The uncertainty surrounding Iranian oil production effectively has eliminated any hope the automobile industry had to convince the government to ease up on stricter fuel economy standards for 1985 cars, Transportation Secretary Brock Adams said today.

Adams said in an interview here that the requirement that U.S. automakers build fleets that average 27.5 miles per gallon by 1985 doubtlessly now will have to be enforced because "I don't know how in the world you can take away your most stable source of oil -- Iran -- and add to that the 14 percent hike on what oil you do get from the Middle East and still trun around and say no to a conservation program."

The auto industry has lobbied heavily in recent months for a relaxation of the fuel economy standards, claiming that the costs they would add to a new car would be highly inflationary.

But, in an interview, Adams said the department has made the final decision to stick to the proposed 1985 fuel economy standards.

Adams is here to oversee a two-day conference of several hundred auto engineers and research scientists assembled for the first stage of what he said he hopes will be a "new era" of cooperation between the auto industry and government regulators.

Adams, in opening the conference, asked for "a new commitment by the manufacturers to innovation instead of imitation, and to revolutionary -- not evolutionary -- thinking. I (am) asking the automakers to reach for goals that may seem beyond their grasp -- to test the outer limits of automotive technologies."

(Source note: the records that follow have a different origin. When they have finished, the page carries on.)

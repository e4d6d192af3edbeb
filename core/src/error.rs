use serde::Serialize;
use thiserror::Error;

use crate::DocId;

/// Errors raised by the retrieval core.
///
/// Structural problems abort the operation that detected them. Lookup-level
/// problems (a single unknown word, undecodable query text) are not errors:
/// they are reported as [`Warning`]s next to the results.
#[derive(Debug, Error)]
pub enum SearchError {
    #[error("word '{0}' not in vocabulary")]
    WordNotFound(String),

    #[error("dimension mismatch in {what}: expected {expected}, got {actual}")]
    DimensionMismatch {
        what: &'static str,
        expected: usize,
        actual: usize,
    },

    #[error("input is not valid UTF-8: {input}")]
    Decoding { input: String },

    #[error("{what} requested before the topic model was trained")]
    UntrainedModel { what: &'static str },

    #[error("cannot train {requested} topics: at most {max} (min of vocabulary size and document count)")]
    InvalidTopicCount { requested: usize, max: usize },

    #[error("document {doc_id} out of range (corpus has {num_docs} documents)")]
    DocumentOutOfRange { doc_id: DocId, num_docs: usize },

    #[error("unknown tag '{0}'")]
    UnknownTag(String),

    #[error("invalid configuration: {0}")]
    InvalidConfig(String),

    #[error("corrupt bundle: {0}")]
    CorruptBundle(String),

    #[error("bundle format version {found} is not supported (expected {expected})")]
    BundleVersion { found: u32, expected: u32 },

    #[error(transparent)]
    Io(#[from] std::io::Error),

    #[error(transparent)]
    Bincode(#[from] bincode::Error),

    #[error(transparent)]
    Json(#[from] serde_json::Error),
}

pub type Result<T> = std::result::Result<T, SearchError>;

/// A recovered, lookup-level problem.
#[derive(Debug, Clone, PartialEq, Eq, Serialize)]
#[serde(tag = "kind", content = "detail", rename_all = "snake_case")]
pub enum Warning {
    /// Include word absent from the vocabulary; it imposed no constraint.
    UnknownIncludeWord(String),
    /// Exclude word absent from the vocabulary; it could never match anyway.
    UnknownExcludeWord(String),
    /// Query bytes were not valid UTF-8. Carries a lossy rendering of the input.
    UndecodableInput(String),
    /// None of the query's tokens are in the vocabulary.
    NoKnownWords,
}

impl std::fmt::Display for Warning {
    fn fmt(&self, f: &mut std::fmt::Formatter<'_>) -> std::fmt::Result {
        match self {
            Warning::UnknownIncludeWord(w) => write!(f, "include word '{w}' not in dictionary"),
            Warning::UnknownExcludeWord(w) => write!(f, "exclude word '{w}' not in dictionary"),
            Warning::UndecodableInput(input) => write!(f, "failed to decode input text: {input}"),
            Warning::NoKnownWords => write!(f, "no query words found in dictionary"),
        }
    }
}

/// Results plus the warnings collected while producing them.
#[derive(Debug, Clone, Serialize)]
pub struct Outcome<T> {
    pub results: T,
    pub warnings: Vec<Warning>,
}

impl<T> Outcome<T> {
    pub fn new(results: T) -> Self {
        Self { results, warnings: Vec::new() }
    }

    pub fn with_warnings(results: T, warnings: Vec<Warning>) -> Self {
        Self { results, warnings }
    }
}
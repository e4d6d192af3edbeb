use serde::{Deserialize, Serialize};

use crate::config::BuildConfig;
use crate::metadata::DocumentMetadata;
use crate::session::Session;
use crate::sparse::Corpus;
use crate::tfidf::TfidfModel;
use crate::vocab::VocabularyBuilder;
use crate::Result;

/// File and 1-based inclusive line range a record was parsed from.
#[derive(Debug, Clone, PartialEq, Eq, Serialize, Deserialize)]
pub struct SourceRef {
    pub file: String,
    pub start_line: u32,
    pub end_line: u32,
}

/// One tokenized document as handed over by the ingestion side.
#[derive(Debug, Clone, Default, PartialEq, Serialize, Deserialize)]
pub struct IngestRecord {
    pub title: String,
    pub tokens: Vec<String>,
    #[serde(default)]
    pub tags: Vec<String>,
    #[serde(default)]
    pub source: Option<SourceRef>,
}

/// Collects records in order, then builds the vocabulary, the weighted corpus
/// and the metadata in one pass. Document ids follow insertion order.
#[derive(Debug, Default)]
pub struct CorpusBuilder {
    config: BuildConfig,
    records: Vec<IngestRecord>,
}

impl CorpusBuilder {
    pub fn new(config: BuildConfig) -> Self {
        Self { config, records: Vec::new() }
    }

    pub fn push(&mut self, record: IngestRecord) {
        self.records.push(record);
    }

    pub fn len(&self) -> usize {
        self.records.len()
    }

    pub fn is_empty(&self) -> bool {
        self.records.is_empty()
    }

    /// An untrained session over the collected records.
    pub fn build(self) -> Result<Session> {
        self.config.validate()?;
        let mut vocab = VocabularyBuilder::new();
        for record in &self.records {
            vocab.add_document(&record.tokens);
        }
        let vocabulary = vocab.freeze(&self.config.prune)?;
        let tfidf = TfidfModel::new(&vocabulary, self.config.tfidf);

        let mut docs = Vec::with_capacity(self.records.len());
        let mut metadata = DocumentMetadata::new();
        for record in &self.records {
            docs.push(tfidf.transform(&vocabulary.doc2bow(&record.tokens))?);
            let source = record.source.as_ref().map(|s| (s.file.as_str(), s.start_line, s.end_line));
            let doc_id = metadata.push_document(&record.title, source);
            for tag in &record.tags {
                metadata.tag_document(doc_id, tag)?;
            }
        }
        let corpus = Corpus::new(vocabulary.len(), docs)?;
        tracing::info!(num_docs = corpus.len(), num_terms = vocabulary.len(), nnz = corpus.nnz(), "corpus weighted");
        Session::new(vocabulary, tfidf, self.config.tokenizer, corpus, metadata)
    }
}
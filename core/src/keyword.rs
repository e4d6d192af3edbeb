use serde::Deserialize;
use std::collections::BTreeSet;

use crate::error::{Outcome, Warning};
use crate::sparse::Corpus;
use crate::vocab::Vocabulary;
use crate::{DocId, Result, WordId};

/// Boolean word-presence constraints.
#[derive(Debug, Clone, Default, Deserialize)]
pub struct KeywordQuery {
    #[serde(default)]
    pub include: Vec<String>,
    #[serde(default)]
    pub exclude: Vec<String>,
    /// Candidate documents; the whole corpus when `None`.
    #[serde(default)]
    pub docs: Option<Vec<DocId>>,
}

impl KeywordQuery {
    pub fn new<I, E, S, T>(include: I, exclude: E) -> Self
    where
        I: IntoIterator<Item = S>,
        E: IntoIterator<Item = T>,
        S: Into<String>,
        T: Into<String>,
    {
        Self {
            include: include.into_iter().map(Into::into).collect(),
            exclude: exclude.into_iter().map(Into::into).collect(),
            docs: None,
        }
    }

    pub fn within(mut self, docs: Vec<DocId>) -> Self {
        self.docs = Some(docs);
        self
    }
}

/// Documents whose support has every known include word and no exclude word.
///
/// Unknown include words impose no constraint and are reported; unknown exclude
/// words can never match and are reported too. Linear scan over the candidates.
pub fn keyword_search(vocabulary: &Vocabulary, corpus: &Corpus, query: &KeywordQuery) -> Result<Outcome<BTreeSet<DocId>>> {
    let mut warnings = Vec::new();
    let include = resolve(vocabulary, &query.include, &mut warnings, Warning::UnknownIncludeWord);
    let exclude = resolve(vocabulary, &query.exclude, &mut warnings, Warning::UnknownExcludeWord);

    let candidates: Vec<DocId> = match &query.docs {
        Some(docs) => docs.clone(),
        None => (0..corpus.len() as DocId).collect(),
    };

    let mut matches = BTreeSet::new();
    for doc_id in candidates {
        let vector = corpus.get(doc_id)?;
        if include.iter().all(|&id| vector.contains(id)) && !exclude.iter().any(|&id| vector.contains(id)) {
            matches.insert(doc_id);
        }
    }
    tracing::debug!(include = ?query.include, exclude = ?query.exclude, matches = matches.len(), "keyword search");
    Ok(Outcome::with_warnings(matches, warnings))
}

fn resolve(vocabulary: &Vocabulary, words: &[String], warnings: &mut Vec<Warning>, warn: fn(String) -> Warning) -> Vec<WordId> {
    let mut ids = Vec::with_capacity(words.len());
    for word in words {
        match vocabulary.lookup(word) {
            Some(id) => ids.push(id),
            None => {
                tracing::warn!(word = %word, "keyword not in dictionary");
                warnings.push(warn(word.to_lowercase()));
            }
        }
    }
    ids
}
use std::fs;

use simsearch_core::persist::{BundlePaths, FORMAT_VERSION};
use simsearch_core::tokenizer::Tokenizer;
use simsearch_core::{load_bundle, save_bundle, BuildConfig, CorpusBuilder, IngestRecord, LsiConfig, PruneConfig, SearchError, Session, SourceRef};

fn trained_session() -> Session {
    let config = BuildConfig { prune: PruneConfig::keep_all(), lsi: LsiConfig::with_topics(3), ..BuildConfig::default() };
    let mut builder = CorpusBuilder::new(config.clone());
    let bodies = [
        ("Cats", "cats purr and cats sleep", vec!["pets"]),
        ("Dogs", "dogs bark and dogs fetch", vec!["pets"]),
        ("Play", "cats and dogs play", vec![]),
        ("Fish", "fish swim in water", vec!["water"]),
        ("Pond", "water is wet and fish drink water", vec!["water"]),
    ];
    for (i, (title, body, tags)) in bodies.into_iter().enumerate() {
        builder.push(IngestRecord {
            title: title.into(),
            tokens: Tokenizer::default().tokenize(body),
            tags: tags.into_iter().map(String::from).collect(),
            source: Some(SourceRef { file: "animals.txt".into(), start_line: i as u32 * 2 + 1, end_line: i as u32 * 2 + 2 }),
        });
    }
    let mut session = builder.build().unwrap();
    session.train(&config.lsi).unwrap();
    session
}

#[test]
fn save_load_save_is_byte_identical() {
    let session = trained_session();
    let first = tempfile::tempdir().unwrap();
    let second = tempfile::tempdir().unwrap();

    let meta = save_bundle(&session, first.path()).unwrap();
    assert_eq!(meta.version, FORMAT_VERSION);
    assert_eq!(meta.num_docs, 5);

    let (loaded, loaded_meta) = load_bundle(first.path()).unwrap();
    assert_eq!(loaded_meta, meta);
    save_bundle(&loaded, second.path()).unwrap();

    let a = BundlePaths::new(first.path());
    let b = BundlePaths::new(second.path());
    for (pa, pb) in a.all().iter().zip(b.all().iter()).filter(|(p, _)| p.extension().is_some_and(|e| e == "bin")) {
        assert_eq!(fs::read(pa).unwrap(), fs::read(pb).unwrap(), "{} differs", pa.display());
    }
}

#[test]
fn ranking_survives_round_trip() {
    let session = trained_session();
    let dir = tempfile::tempdir().unwrap();
    save_bundle(&session, dir.path()).unwrap();
    let (loaded, _) = load_bundle(dir.path()).unwrap();

    for query in ["cats and dogs", "water fish"] {
        let before = session.find_similar_to_text(query, 5).unwrap().results;
        let after = loaded.find_similar_to_text(query, 5).unwrap().results;
        assert_eq!(before, after);
    }
    assert_eq!(loaded.find_more_of_tag("water", 3).unwrap(), session.find_more_of_tag("water", 3).unwrap());
    assert_eq!(loaded.metadata().location(4).unwrap().unwrap().start_line, 9);
}

#[test]
fn untrained_session_cannot_be_saved() {
    let mut builder = CorpusBuilder::new(BuildConfig { prune: PruneConfig::keep_all(), ..BuildConfig::default() });
    builder.push(IngestRecord { title: "a".into(), tokens: vec!["a".into()], ..IngestRecord::default() });
    let session = builder.build().unwrap();
    let dir = tempfile::tempdir().unwrap();
    assert!(matches!(save_bundle(&session, dir.path()), Err(SearchError::UntrainedModel { .. })));
}

#[test]
fn missing_artifact_fails_fast() {
    let dir = tempfile::tempdir().unwrap();
    save_bundle(&trained_session(), dir.path()).unwrap();
    fs::remove_file(BundlePaths::new(dir.path()).index()).unwrap();
    assert!(matches!(load_bundle(dir.path()), Err(SearchError::CorruptBundle(_))));
}

#[test]
fn mixed_bundles_are_rejected() {
    let big = tempfile::tempdir().unwrap();
    let small = tempfile::tempdir().unwrap();
    save_bundle(&trained_session(), big.path()).unwrap();

    let mut builder = CorpusBuilder::new(BuildConfig { prune: PruneConfig::keep_all(), ..BuildConfig::default() });
    for body in ["red green", "green blue", "blue red"] {
        builder.push(IngestRecord { title: body.into(), tokens: Tokenizer::default().tokenize(body), ..IngestRecord::default() });
    }
    let mut other = builder.build().unwrap();
    other.train(&LsiConfig::with_topics(2)).unwrap();
    save_bundle(&other, small.path()).unwrap();

    // Index from a different build: row counts no longer agree.
    let (a, b) = (BundlePaths::new(big.path()), BundlePaths::new(small.path()));
    fs::copy(b.index(), a.index()).unwrap();
    assert!(load_bundle(big.path()).is_err());
}

#[test]
fn unknown_format_version_is_rejected() {
    let dir = tempfile::tempdir().unwrap();
    save_bundle(&trained_session(), dir.path()).unwrap();
    let paths = BundlePaths::new(dir.path());
    let text = fs::read_to_string(paths.meta()).unwrap();
    fs::write(paths.meta(), text.replace(&format!("\"version\": {FORMAT_VERSION}"), "\"version\": 99")).unwrap();
    assert!(matches!(
        load_bundle(dir.path()),
        Err(SearchError::BundleVersion { found: 99, expected }) if expected == FORMAT_VERSION
    ));
}

#[test]
fn truncated_index_fails_fast() {
    let dir = tempfile::tempdir().unwrap();
    save_bundle(&trained_session(), dir.path()).unwrap();
    let index = BundlePaths::new(dir.path()).index();
    let bytes = fs::read(&index).unwrap();
    fs::write(&index, &bytes[..bytes.len() / 2]).unwrap();
    assert!(matches!(load_bundle(dir.path()), Err(SearchError::CorruptBundle(_))));
}

// Array2 encodes as (format byte, (rows, cols), data); norms follow.
fn write_index(dir: &std::path::Path, rows: u64, cols: u64, data: Vec<f64>, norms: Vec<f64>) {
    let bytes = bincode::serialize(&((1u8, (rows, cols), data), norms)).unwrap();
    fs::write(BundlePaths::new(dir).index(), bytes).unwrap();
}

#[test]
fn index_with_short_matrix_data_is_rejected() {
    let dir = tempfile::tempdir().unwrap();
    save_bundle(&trained_session(), dir.path()).unwrap();
    write_index(dir.path(), 5, 3, vec![1.0, 0.0], vec![1.0; 5]);
    assert!(matches!(load_bundle(dir.path()), Err(SearchError::CorruptBundle(_))));
}

#[test]
fn index_with_missing_norms_is_rejected() {
    let dir = tempfile::tempdir().unwrap();
    save_bundle(&trained_session(), dir.path()).unwrap();
    write_index(dir.path(), 5, 3, vec![0.5; 15], vec![1.0; 4]);
    let err = load_bundle(dir.path()).unwrap_err();
    assert!(matches!(err, SearchError::CorruptBundle(ref msg) if msg.contains("norms")), "{err}");
}

#[test]
fn unsorted_corpus_vector_is_rejected() {
    let dir = tempfile::tempdir().unwrap();
    let session = trained_session();
    save_bundle(&session, dir.path()).unwrap();
    let num_terms = session.vocabulary().len() as u64;
    let docs: Vec<Vec<(u32, f64)>> = vec![vec![(3, 1.0), (1, 1.0)]; 5];
    fs::write(BundlePaths::new(dir.path()).corpus(), bincode::serialize(&(num_terms, docs)).unwrap()).unwrap();
    assert!(matches!(load_bundle(dir.path()), Err(SearchError::CorruptBundle(_))));
}
use lazy_static::lazy_static;
use regex::Regex;
use rust_stemmers::{Algorithm, Stemmer};
use unicode_normalization::UnicodeNormalization;

use crate::config::TokenizerConfig;
use crate::{Result, SearchError};

lazy_static! {
    static ref RE: Regex = Regex::new(r"(?u)\p{L}[\p{L}\p{N}_']*").expect("valid regex");
    static ref STEMMER: Stemmer = Stemmer::create(Algorithm::English);
}

/// Splits text into case-folded word tokens.
///
/// The same configuration must be used to build the vocabulary and to parse
/// free-text queries; a different tokenizer silently loses recall.
#[derive(Debug, Clone, Copy, Default)]
pub struct Tokenizer {
    config: TokenizerConfig,
}

impl Tokenizer {
    pub fn new(config: TokenizerConfig) -> Self {
        Self { config }
    }

    pub fn config(&self) -> TokenizerConfig {
        self.config
    }

    /// NFKC-normalize, lowercase, and split on word boundaries.
    pub fn tokenize(&self, text: &str) -> Vec<String> {
        let normalized = text.nfkc().collect::<String>().to_lowercase();
        RE.find_iter(&normalized)
            .map(|m| {
                if self.config.stem {
                    STEMMER.stem(m.as_str()).into_owned()
                } else {
                    m.as_str().to_string()
                }
            })
            .collect()
    }
}

/// Decode query bytes in the declared encoding (UTF-8).
pub fn decode_text(bytes: &[u8]) -> Result<String> {
    match std::str::from_utf8(bytes) {
        Ok(s) => Ok(s.to_string()),
        Err(_) => Err(SearchError::Decoding { input: String::from_utf8_lossy(bytes).into_owned() }),
    }
}
use anyhow::{Context, Result};
use clap::Parser;
use simsearch_server::{router, AppState};
use std::path::PathBuf;
use tokio::net::TcpListener;
use tracing_subscriber::{fmt, EnvFilter};

#[derive(Parser)]
#[command(name = "server", about = "Serve a concept-search bundle over HTTP")]
struct Args {
    /// Bundle directory written by `indexer build`
    #[arg(long, default_value = "./bundle")]
    bundle: PathBuf,
    #[arg(long, default_value = "0.0.0.0")]
    host: String,
    #[arg(long, default_value_t = 8080)]
    port: u16,
    /// Token for POST /doc/:id/tags; tagging is refused when unset
    #[arg(long, env = "ADMIN_TOKEN", hide_env_values = true)]
    admin_token: Option<String>,
}

async fn shutdown_signal() {
    if let Err(e) = tokio::signal::ctrl_c().await {
        tracing::warn!(error = %e, "cannot listen for ctrl-c");
        std::future::pending::<()>().await;
    }
    tracing::info!("shutting down");
}

#[tokio::main]
async fn main() -> Result<()> {
    fmt().with_env_filter(EnvFilter::from_default_env()).init();
    let args = Args::parse();

    let state = AppState::load(&args.bundle, args.admin_token)
        .with_context(|| format!("loading bundle {}", args.bundle.display()))?;
    if state.admin_token.is_none() {
        tracing::warn!("no admin token configured; tag edits are disabled");
    }

    let listener = TcpListener::bind((args.host.as_str(), args.port))
        .await
        .with_context(|| format!("binding {}:{}", args.host, args.port))?;
    tracing::info!(addr = %listener.local_addr()?, "server listening");
    axum::serve(listener, router(state)).with_graceful_shutdown(shutdown_signal()).await?;
    Ok(())
}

Adams called upon the representatives of the "public and private sectors... to join in a national automobile development policy dedicated to the creation of cars we can live with on acceptable social terms.

"I am suggesting," he said, "that we quit bumping heads and start using them, to produce the car of the future. That's what we're here for -- to generate ideas, to stimulate thinking, and to assess where we are so we can plan where we're going."